Alejandro Mege Valdebenito

por Leslia Jorquera

Este desequilibrio social hace más relevante el rol de la educación que debe asegurar inclusión y calidad también a los hijos de las familias más modestas, que tienen el mismo potencial e inteligencia que los demás niños.

 

La trilogía familia-escuela-sociedad ha sido considerada el continuo natural para la obtención no sólo del éxito educativo de niños y jóvenes sino, también, de la adquisición y práctica de valores y actitudes necesarias en la vida de una sociedad que busca la armonía social, el desarrollo y el bienestar colectivo. Sin embargo, cuando los resultados del proceso son deficientes, la responsabilidad del fracaso escolar y de las actuaciones reñidas con la moral y las buenas costumbres comienza a descender desde la educación superior, que culpa a la enseñanza media, ésta a la básica, hasta llegar a quien es considerada la primera responsable: la familia, instancia a la que se le asigna la tarea y el deber de ser el pilar fundamental de toda la sociedad, la misma sociedad que critica el fracaso, pero que olvida su propia responsabilidad en ello.

El juicio es terminante: si las cosas andan mal es porque la familia no anda bien.

Al núcleo familiar se le asigna la función de ser el primer agente socializador, el que da inicio al desarrollo integral del ser humano, que establece los primeros vínculos afectivos y da comienzo a los aprendizajes de los códigos sociales básicos, normas, comportamientos y actitudes, tarea que luego debe ser compartida con la escuela e, idealmente, con un contexto social que debe continuar fortaleciendo el proceso educativo que habilite a las personas para la vida en una sociedad sana, inclusiva y solidaria.

Si se acepta la lógica de esta ecuación y los resultados que se esperan, entonces la principal preocupación de cualquier gobierno en el diseño e implementación de las políticas públicas debe ser la familia, especialmente de aquellas familias que por su constitución y estructura, nivel educacional y cultural, situación laboral, condición económica y social, no están capacitadas para ejercer la tarea educativa formativa que se le asigna, no porque no lo quieran, sino porque no están en condiciones de hacerlo por la precariedad de sus vidas, donde la satisfacción de sus necesidades básicas le impiden atender como desearan la educación de sus hijos, así como  la formación en deberes y derechos, reproduciendo en las familias de su descendencia el círculo de la desigualdad y la marginación.

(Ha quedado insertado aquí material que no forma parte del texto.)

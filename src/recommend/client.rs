//! Text-generation collaborator client
//!
//! The service is an opaque, possibly slow, possibly failing remote call.
//! No retries here: a failed or timed-out request is a per-sample task
//! failure the dispatcher records and moves past.

use async_trait::async_trait;
use serde::Deserialize;
use thiserror::Error;
use tracing::debug;

use super::prompts;
use crate::config::RecommendConfig;
use crate::types::BreachRecord;

/// Recommendation errors. All of them are task-level: none aborts a batch.
#[derive(Debug, Error)]
pub enum RecommendError {
    #[error("HTTP error: {0}")]
    Http(#[from] reqwest::Error),

    #[error("Server returned status {0}")]
    ServerError(reqwest::StatusCode),

    #[error("Malformed response: {0}")]
    MalformedResponse(String),

    #[error("API key not configured (env {0})")]
    MissingApiKey(String),
}

/// Request payload for one recommendation: the sample's equipment identity
/// and its ordered breach records.
#[derive(Debug, Clone)]
pub struct RecommendationRequest {
    pub sample_number: String,
    pub component: String,
    pub machine: String,
    pub machine_model: Option<String>,
    pub breaches: Vec<BreachRecord>,
}

/// Narrow seam to the text-generation collaborator.
///
/// The pipeline only ever needs "request in, free text out"; tests swap in
/// a fake, production uses [`ChatClient`].
#[async_trait]
pub trait Recommender: Send + Sync {
    async fn generate(&self, request: &RecommendationRequest) -> Result<String, RecommendError>;
}

// ============================================================================
// OpenAI-compatible chat client
// ============================================================================

#[derive(Debug, Deserialize)]
struct ChatResponse {
    choices: Vec<ChatChoice>,
}

#[derive(Debug, Deserialize)]
struct ChatChoice {
    message: ChatMessage,
}

#[derive(Debug, Deserialize)]
struct ChatMessage {
    content: String,
}

/// HTTP client for an OpenAI-compatible chat-completions endpoint.
#[derive(Clone)]
pub struct ChatClient {
    http: reqwest::Client,
    api_base: String,
    api_key: String,
    model: String,
    temperature: f64,
    max_tokens: u32,
}

impl ChatClient {
    /// Build a client from config. The API key comes from the environment
    /// variable named in `config.api_key_env`.
    pub fn from_config(config: &RecommendConfig) -> Result<Self, RecommendError> {
        let api_key = std::env::var(&config.api_key_env)
            .map_err(|_| RecommendError::MissingApiKey(config.api_key_env.clone()))?;

        let http = reqwest::Client::builder()
            .timeout(std::time::Duration::from_secs(config.timeout_secs))
            .build()?;

        Ok(Self {
            http,
            api_base: config.api_base.trim_end_matches('/').to_string(),
            api_key,
            model: config.model.clone(),
            temperature: config.temperature,
            max_tokens: config.max_tokens,
        })
    }
}

#[async_trait]
impl Recommender for ChatClient {
    async fn generate(&self, request: &RecommendationRequest) -> Result<String, RecommendError> {
        let mut messages = vec![serde_json::json!({
            "role": "system",
            "content": prompts::SYSTEM_PROMPT,
        })];
        for (user, assistant) in prompts::FEW_SHOT_EXAMPLES {
            messages.push(serde_json::json!({"role": "user", "content": user}));
            messages.push(serde_json::json!({"role": "assistant", "content": assistant}));
        }
        messages.push(serde_json::json!({
            "role": "user",
            "content": prompts::analysis_prompt(
                &request.component,
                &request.machine,
                request.machine_model.as_deref(),
                &request.breaches,
            ),
        }));

        let body = serde_json::json!({
            "model": self.model,
            "messages": messages,
            "temperature": self.temperature,
            "max_tokens": self.max_tokens,
        });

        let resp = self
            .http
            .post(format!("{}/chat/completions", self.api_base))
            .header("Authorization", format!("Bearer {}", self.api_key))
            .json(&body)
            .send()
            .await?;

        if !resp.status().is_success() {
            return Err(RecommendError::ServerError(resp.status()));
        }

        let parsed: ChatResponse = resp.json().await?;
        let content = parsed
            .choices
            .into_iter()
            .next()
            .map(|c| c.message.content)
            .ok_or_else(|| RecommendError::MalformedResponse("empty choices".to_string()))?;

        debug!(
            sample = %request.sample_number,
            chars = content.len(),
            "Recommendation generated"
        );
        Ok(content)
    }
}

Este desequilibrio social hace más relevante el rol de la educación que debe asegurar inclusión y calidad también a los hijos de las familias más modestas, que tienen el mismo potencial e inteligencia que los demás niños, con profesores que crean que sus alumnos pueden superarse y que la educación de calidad no está reservada para personas de mejor posición económica, por lo que el Estado y la sociedad deben centrar su quehacer en  las familias que más lo requieran, ofreciendo a sus hijos la mejor educación posible para romper el círculo de la exclusión social, sin escuelas pobres para niños pobres.